Companies must walk a fine line between running afoul of state laws permitting use for medical purposes and risking liability for accidents caused by impaired performance at work
A lawsuit filed by the American Civil Liberties Union (ACLU) in November 2014 could set a new precedent pertaining to employers accommodating a worker’s medical condition that’s treated by medical marijuana.
The case claims a private company in Rhode Island violated the American Disabilities Act by refusing to hire a medical marijuana card-carrier even though the drug is a legal treatment in the state.
‘An employer has an obligation under the Americans with Disabilities Act (ADA) to accommodate employees with a disability but because marijuana is considered an illegal substance under federal law, its use is not protected under the ADA,’ says John DiNome, a labor and employment attorney and partner with Reed Smith. That could soon change depending on the outcome of the case.
‘In states where marijuana use is permitted, state law may create an obligation to accommodate its use as medicine and require an employer to consider a workplace transfer from a position that involves operation of machinery, for example,’ DiNome explains.
Other corporate governance dilemmas include employer liability created by employees whose ability to perform their jobs may be impaired by medical marijuana use, potentially causing them to harm themselves or others on the job. ‘Employers must examine safety first, whether there is any potential leave issue and if any kind of reasonable accommodation may be required,’ says Sandy Girifalco, an employment attorney and partner with Stradley Ronon Stevens & Young in Philadelphia. Although the use of medical cannabis is legal in states such as Colorado, Washington and California, employers with a national footprint are left with a hodgepodge of marijuana drug testing policies to work through.
‘Employers need to prohibit employees who are in safety-sensitive functions from conducting their job while under the influence of any substance,’ says Liza Getches, a partner and chair of the employment group at Moye White. ‘The Department of Transportation, for example, has random and periodic drug testing to prevent individuals who operate vehicles or heavy machinery from doing so under the influence.’

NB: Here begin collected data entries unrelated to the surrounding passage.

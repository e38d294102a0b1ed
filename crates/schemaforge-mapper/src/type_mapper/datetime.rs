//! `DateTime` strategies.

use schemaforge_core::{
    DateTimeStrategy, Expr, FieldDescriptor, GeneratorConfig, JsonSchemaDateFormat,
    ModelDescriptor, Result, TimezonePolicy,
};
use serde_json::Value;

use super::{TypeExpression, message_params, regex_modifier};

/// `YYYY-MM-DD`.
pub const DATE_PATTERN: &str = r"^\d{4}-\d{2}-\d{2}$";

/// ISO-8601 timestamp with an explicit offset or `Z`.
pub const ISO_DATETIME_PATTERN: &str =
    r"^\d{4}-\d{2}-\d{2}T\d{2}:\d{2}:\d{2}(\.\d+)?(Z|[+-]\d{2}:\d{2})$";

/// ISO-8601 timestamp in UTC only.
pub const ISO_DATETIME_UTC_PATTERN: &str = r"^\d{4}-\d{2}-\d{2}T\d{2}:\d{2}:\d{2}(\.\d+)?Z$";

fn quoted(text: &str) -> String {
    Value::String(text.to_string()).to_string()
}

/// ISO-string validator for the configured target version.
fn iso_string(config: &GeneratorConfig) -> Result<Expr> {
    let args = match config.date_time.timezone {
        TimezonePolicy::Any => "{ offset: true }",
        TimezonePolicy::RequireUtc => "",
    };
    Expr::parse(&format!("{}({args})", config.target.iso_datetime_call()))
}

/// Bound and direction constraints as `(name, args)` pairs, targeting either
/// a date value (`on_date`) or an ISO string that is parsed first.
fn bound_modifiers(
    field: &FieldDescriptor,
    model: &ModelDescriptor,
    config: &GeneratorConfig,
    on_date: bool,
) -> Vec<(String, String)> {
    let dt = &config.date_time;
    let subject = format!("{}.{}", model.name, field.name);
    let mut modifiers = Vec::new();

    if on_date {
        if let Some(min) = &dt.min {
            let msg = format!("{subject} must be on or after {min}");
            modifiers.push((
                "min".to_string(),
                format!(
                    "new Date({}), {}",
                    quoted(min),
                    message_params(config, &msg)
                ),
            ));
        }
        if let Some(max) = &dt.max {
            let msg = format!("{subject} must be on or before {max}");
            modifiers.push((
                "max".to_string(),
                format!(
                    "new Date({}), {}",
                    quoted(max),
                    message_params(config, &msg)
                ),
            ));
        }
    } else {
        if let Some(min) = &dt.min {
            let msg = format!("{subject} must be on or after {min}");
            modifiers.push((
                "refine".to_string(),
                format!(
                    "(d) => new Date(d) >= new Date({}), {}",
                    quoted(min),
                    message_params(config, &msg)
                ),
            ));
        }
        if let Some(max) = &dt.max {
            let msg = format!("{subject} must be on or before {max}");
            modifiers.push((
                "refine".to_string(),
                format!(
                    "(d) => new Date(d) <= new Date({}), {}",
                    quoted(max),
                    message_params(config, &msg)
                ),
            ));
        }
    }

    let value = if on_date { "d" } else { "new Date(d)" };
    if !dt.allow_future {
        let msg = format!("{subject} must not be in the future");
        modifiers.push((
            "refine".to_string(),
            format!(
                "(d) => {value} <= new Date(), {}",
                message_params(config, &msg)
            ),
        ));
    }
    if !dt.allow_past {
        let msg = format!("{subject} must not be in the past");
        modifiers.push((
            "refine".to_string(),
            format!(
                "(d) => {value} >= new Date(), {}",
                message_params(config, &msg)
            ),
        ));
    }
    modifiers
}

fn bound_notes(config: &GeneratorConfig) -> Vec<String> {
    let dt = &config.date_time;
    let mut notes = Vec::new();
    if let Some(min) = &dt.min {
        notes.push(format!("Minimum date {min} (not enforced)"));
    }
    if let Some(max) = &dt.max {
        notes.push(format!("Maximum date {max} (not enforced)"));
    }
    if !dt.allow_future {
        notes.push("Future dates disallowed (not enforced)".to_string());
    }
    if !dt.allow_past {
        notes.push("Past dates disallowed (not enforced)".to_string());
    }
    notes
}

pub(crate) fn map_datetime(
    field: &FieldDescriptor,
    model: &ModelDescriptor,
    config: &GeneratorConfig,
) -> Result<TypeExpression> {
    let dt = &config.date_time;

    if config.json_schema.enabled {
        let (pattern, label) = match config.json_schema.date_time_format {
            JsonSchemaDateFormat::Date => (DATE_PATTERN, "date"),
            JsonSchemaDateFormat::DateTime => match dt.timezone {
                TimezonePolicy::Any => (ISO_DATETIME_PATTERN, "date-time"),
                TimezonePolicy::RequireUtc => (ISO_DATETIME_UTC_PATTERN, "UTC date-time"),
            },
        };
        let msg = format!(
            "{}.{} must be an ISO {label} string",
            model.name, field.name
        );
        let mut expr = Expr::call("z.string");
        expr.push(regex_modifier(pattern, &msg, config)?);
        let mut out = TypeExpression::new(expr);
        out.notes.push(format!("JSON Schema format: {label}"));
        out.notes.extend(bound_notes(config));
        return Ok(out);
    }

    let out = match dt.strategy {
        DateTimeStrategy::IsoString => {
            let mut expr = iso_string(config)?;
            if dt.strict {
                for (name, args) in bound_modifiers(field, model, config, false) {
                    expr = expr.with(name, args);
                }
            }
            expr = expr.with("transform", "(d) => new Date(d)");
            let mut out = TypeExpression::new(expr);
            out.special = true;
            out.notes.push("ISO string transformed to Date".to_string());
            if !dt.strict {
                out.notes.extend(bound_notes(config));
            }
            out
        }
        DateTimeStrategy::Coerce => {
            let mut expr = Expr::call("z.coerce.date");
            if dt.strict {
                for (name, args) in bound_modifiers(field, model, config, true) {
                    expr = expr.with(name, args);
                }
            }
            let mut out = TypeExpression::new(expr);
            out.special = true;
            out.notes.push("Input coerced to Date".to_string());
            if !dt.strict {
                out.notes.extend(bound_notes(config));
            }
            out
        }
        DateTimeStrategy::Date if dt.strict => {
            let mut expr = Expr::call("z.date");
            for (name, args) in bound_modifiers(field, model, config, true) {
                expr = expr.with(name, args);
            }
            TypeExpression::new(expr)
        }
        DateTimeStrategy::Date => {
            let expr = Expr::union(vec![Expr::call("z.date"), iso_string(config)?]);
            let mut out = TypeExpression::new(expr);
            out.notes.push("Accepts Date or ISO string".to_string());
            out.notes.extend(bound_notes(config));
            out
        }
    };
    Ok(out)
}

#[cfg(test)]
mod tests {
    use super::*;
    use regex::Regex;
    use schemaforge_core::{DateTimeConfig, JsonSchemaCompat, TargetVersion};

    fn map(config: &GeneratorConfig) -> TypeExpression {
        let field = FieldDescriptor::scalar("publishedAt", "DateTime");
        let model = ModelDescriptor::new("Post").field(field.clone());
        map_datetime(&field, &model, config).unwrap()
    }

    #[test]
    fn test_default_strict_date() {
        let out = map(&GeneratorConfig::default());
        assert_eq!(out.expr.to_string(), "z.date()");
        assert!(!out.special);
    }

    #[test]
    fn test_strict_bounds_enforced() {
        let config = GeneratorConfig::default().date_time(DateTimeConfig {
            min: Some("2020-01-01".to_string()),
            allow_future: false,
            ..DateTimeConfig::default()
        });
        let text = map(&config).expr.to_string();
        assert!(text.starts_with("z.date().min(new Date(\"2020-01-01\"), { error: "));
        assert!(text.contains(".refine((d) => d <= new Date(), "));
    }

    #[test]
    fn test_non_strict_union_notes_bounds() {
        let config = GeneratorConfig::default().date_time(DateTimeConfig {
            strict: false,
            max: Some("2030-01-01".to_string()),
            ..DateTimeConfig::default()
        });
        let out = map(&config);
        assert_eq!(
            out.expr.to_string(),
            "z.union([z.date(), z.iso.datetime({ offset: true })])"
        );
        assert!(out.notes.iter().any(|n| n.contains("2030-01-01")));
    }

    #[test]
    fn test_iso_string_per_target() {
        let config = GeneratorConfig::default().date_time(DateTimeConfig {
            strategy: DateTimeStrategy::IsoString,
            timezone: TimezonePolicy::RequireUtc,
            ..DateTimeConfig::default()
        });
        assert_eq!(
            map(&config).expr.to_string(),
            "z.iso.datetime().transform((d) => new Date(d))"
        );

        let config = config.target(TargetVersion::V3);
        assert_eq!(
            map(&config).expr.to_string(),
            "z.string().datetime().transform((d) => new Date(d))"
        );
    }

    #[test]
    fn test_coerce() {
        let config = GeneratorConfig::default().date_time(DateTimeConfig {
            strategy: DateTimeStrategy::Coerce,
            ..DateTimeConfig::default()
        });
        let out = map(&config);
        assert_eq!(out.expr.to_string(), "z.coerce.date()");
        assert!(out.special);
    }

    #[test]
    fn test_json_schema_formats() {
        let config = GeneratorConfig::default().json_schema(JsonSchemaCompat {
            enabled: true,
            ..JsonSchemaCompat::default()
        });
        let out = map(&config);
        assert!(out.expr.to_string().starts_with("z.string().regex("));
        assert!(!out.expr.has_modifier("transform"));

        let re = Regex::new(ISO_DATETIME_PATTERN).unwrap();
        assert!(re.is_match("2024-05-01T10:20:30.123Z"));
        assert!(re.is_match("2024-05-01T10:20:30+02:00"));
        assert!(!re.is_match("2024-05-01"));

        let re = Regex::new(DATE_PATTERN).unwrap();
        assert!(re.is_match("2024-05-01"));
        assert!(!re.is_match("2024-05-01T10:20:30Z"));
    }
}
//! Naming resolution for generated symbols and files.
//!
//! The engine never builds a symbol or file name by hand. It asks a
//! [`NamingResolver`] and relies on the resolver's inverse ([`NamingResolver::base_name`])
//! to map a symbol back to the entity it was generated for.

use std::fmt;

use serde::{Deserialize, Serialize};

use crate::error::{Error, Result};

/// Kind of entity a name is resolved for.
#[derive(Debug, Clone, Copy, PartialEq, Eq, Hash, Serialize, Deserialize)]
pub enum EntityKind {
    Model,
    Enum,
}

impl EntityKind {
    #[must_use]
    pub const fn as_str(&self) -> &'static str {
        match self {
            EntityKind::Model => "model",
            EntityKind::Enum => "enum",
        }
    }
}

impl fmt::Display for EntityKind {
    fn fmt(&self, f: &mut fmt::Formatter<'_>) -> fmt::Result {
        f.write_str(self.as_str())
    }
}

/// All names derived for one entity.
#[derive(Debug, Clone, PartialEq, Eq, Serialize, Deserialize)]
#[serde(rename_all = "camelCase")]
pub struct ResolvedName {
    /// Exported schema value (`UserSchema`).
    pub schema_symbol: String,
    /// Exported inferred type alias (`UserType`).
    pub type_symbol: String,
    /// Legacy value alias (`UserModel`).
    pub legacy_symbol: String,
    /// Module file stem without extension (`User.schema`).
    pub file_name: String,
}

impl ResolvedName {
    /// The fixed `<Base>Schema` convention used when resolution fails.
    #[must_use]
    pub fn conventional(base: &str) -> Self {
        Self {
            schema_symbol: format!("{base}Schema"),
            type_symbol: format!("{base}Type"),
            legacy_symbol: format!("{base}Model"),
            file_name: format!("{base}.schema"),
        }
    }
}

/// Resolves entity names into generated symbol and file names.
pub trait NamingResolver {
    /// Resolve every name derived from `base`.
    fn resolve(&self, kind: EntityKind, base: &str) -> Result<ResolvedName>;

    /// Map a schema symbol back to its entity base name.
    ///
    /// Returns `None` when the symbol was not produced by this resolver.
    fn base_name(&self, kind: EntityKind, symbol: &str) -> Option<String>;
}

const PASCAL: &str = "{Model}";
const CAMEL: &str = "{model}";

/// Template-driven naming with `{Model}` / `{model}` placeholders.
///
/// ```
/// use schemaforge_core::naming::{EntityKind, NamingResolver, PatternNamingResolver};
///
/// let naming = PatternNamingResolver::default();
/// let names = naming.resolve(EntityKind::Model, "User").unwrap();
/// assert_eq!(names.schema_symbol, "UserSchema");
/// assert_eq!(naming.base_name(EntityKind::Model, "UserSchema").as_deref(), Some("User"));
/// ```
#[derive(Debug, Clone, PartialEq, Eq, Serialize, Deserialize)]
#[serde(default, rename_all = "camelCase")]
pub struct PatternNamingResolver {
    pub schema_pattern: String,
    pub type_pattern: String,
    pub legacy_pattern: String,
    pub file_pattern: String,
}

impl Default for PatternNamingResolver {
    fn default() -> Self {
        Self {
            schema_pattern: "{Model}Schema".to_string(),
            type_pattern: "{Model}Type".to_string(),
            legacy_pattern: "{Model}Model".to_string(),
            file_pattern: "{Model}.schema".to_string(),
        }
    }
}

impl PatternNamingResolver {
    pub fn new() -> Self {
        Self::default()
    }

    #[must_use]
    pub fn schema_pattern(mut self, pattern: impl Into<String>) -> Self {
        self.schema_pattern = pattern.into();
        self
    }

    #[must_use]
    pub fn type_pattern(mut self, pattern: impl Into<String>) -> Self {
        self.type_pattern = pattern.into();
        self
    }

    #[must_use]
    pub fn legacy_pattern(mut self, pattern: impl Into<String>) -> Self {
        self.legacy_pattern = pattern.into();
        self
    }

    #[must_use]
    pub fn file_pattern(mut self, pattern: impl Into<String>) -> Self {
        self.file_pattern = pattern.into();
        self
    }

    fn apply(kind: EntityKind, pattern: &str, base: &str, symbol: bool) -> Result<String> {
        let naming_error = |reason: String| Error::Naming {
            kind: kind.as_str(),
            base: base.to_string(),
            reason,
        };

        let placeholders = pattern.matches(PASCAL).count() + pattern.matches(CAMEL).count();
        if placeholders != 1 {
            return Err(naming_error(format!(
                "pattern `{pattern}` must contain exactly one of {PASCAL} or {CAMEL}"
            )));
        }

        let resolved = pattern
            .replace(PASCAL, &pascal_case(base))
            .replace(CAMEL, &camel_case(base));

        if symbol && !is_identifier(&resolved) {
            return Err(naming_error(format!("`{resolved}` is not a valid identifier")));
        }
        if !symbol && (resolved.contains('/') || resolved.contains('\\')) {
            return Err(naming_error(format!("`{resolved}` is not a plain file name")));
        }
        Ok(resolved)
    }
}

impl NamingResolver for PatternNamingResolver {
    fn resolve(&self, kind: EntityKind, base: &str) -> Result<ResolvedName> {
        if !is_identifier(base) {
            return Err(Error::Naming {
                kind: kind.as_str(),
                base: base.to_string(),
                reason: "entity name is not a valid identifier".to_string(),
            });
        }
        Ok(ResolvedName {
            schema_symbol: Self::apply(kind, &self.schema_pattern, base, true)?,
            type_symbol: Self::apply(kind, &self.type_pattern, base, true)?,
            legacy_symbol: Self::apply(kind, &self.legacy_pattern, base, true)?,
            file_name: Self::apply(kind, &self.file_pattern, base, false)?,
        })
    }

    fn base_name(&self, _kind: EntityKind, symbol: &str) -> Option<String> {
        let (placeholder, camel) = if self.schema_pattern.contains(PASCAL) {
            (PASCAL, false)
        } else if self.schema_pattern.contains(CAMEL) {
            (CAMEL, true)
        } else {
            return None;
        };
        let (prefix, suffix) = self.schema_pattern.split_once(placeholder)?;
        let stem = symbol.strip_prefix(prefix)?.strip_suffix(suffix)?;
        if stem.is_empty() {
            return None;
        }
        Some(if camel { pascal_case(stem) } else { stem.to_string() })
    }
}

fn pascal_case(name: &str) -> String {
    let mut chars = name.chars();
    match chars.next() {
        Some(first) => first.to_uppercase().chain(chars).collect(),
        None => String::new(),
    }
}

fn camel_case(name: &str) -> String {
    let mut chars = name.chars();
    match chars.next() {
        Some(first) => first.to_lowercase().chain(chars).collect(),
        None => String::new(),
    }
}

/// Whether `name` is usable as an identifier in generated code.
#[must_use]
pub fn is_identifier(name: &str) -> bool {
    let mut chars = name.chars();
    chars
        .next()
        .is_some_and(|c| c.is_ascii_alphabetic() || c == '_' || c == '$')
        && chars.all(|c| c.is_ascii_alphanumeric() || c == '_' || c == '$')
}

Until recently, employees could be fired from their jobs for testing positive. But terminating an employee who uses marijuana for legitimate medical conditions, such as glaucoma and epilepsy, has become a murky area since medical marijuana reform began sweeping the US last year. ‘If an accident occurs while the staffer is performing work for the company, liability can still attach to the employer even if marijuana use was off-site and off-hours,’ says Christina Stoneburner, a labor and employment attorney and partner with the Fox Rothschild law firm in Roseland, New Jersey. ‘The presence of marijuana alone may not prove liability for the accident.’
That’s because of the length of time that traces of marijuana can stay in the body. ‘An employee can be perfectly sober at work and not under the influence of marijuana despite having used it legally or medically during off-duty hours because based on body type and fat content marijuana will stay in a person's system for a certain time period,’ DiNome says.
For the moment, a company can avoid liability by requiring abstinence through a zero tolerance policy, but it may not be foolproof forever. An appellate court in Colorado, in Brandon Coats v. Dish Network, recently affirmed that an employee, who is a registered medical marijuana patient, can be discharged for violating an employer’s zero tolerance policy, even when the employee has never possessed, used or been under the influence of medical marijuana at work, and only used it in his or her home outside of working hours. The basis for that ruling was that despite Colorado’s having legalized the use of medical marijuana, it is still prohibited under federal law. An appeal of that ruling is currently pending before the Colorado Supreme Court.
‘Many employers are terrified they will be sued if they have zero tolerance policies and fire someone with a medical card,’ said Danielle Urban, a partner at Fisher & Phillips, who advises confused employers on marijuana-related human resource issues.
Other potential risks include a company’s right to discipline a worker who tests positive and privacy laws dictating whether employers even have the authority to inquire about medical marijuana use.
‘State privacy laws certainly may be applicable and prohibit such inquiries but since medical marijuana is still illegal federally, federal privacy laws will not prohibit [employers’] inquiries about medical marijuana use,’ said William Bogot, a corporate and regulatory attorney and partner with the Fox Rothschild law firm in Chicago. That’s because US Equal Employment Opportunity Commission’s (EEOC) guidance specifically notes that asking an employee about illegal drug use is not a prohibited medical examination. ‘While state law may protect certain employee use of marijuana, federal law does not and this creates some conflict that must be navigated,’ DiNome says.
The implications of worker medical marijuana use on corporate governance will continue to unfold as government leaders grapple with whether to legalize the drug on a federal level.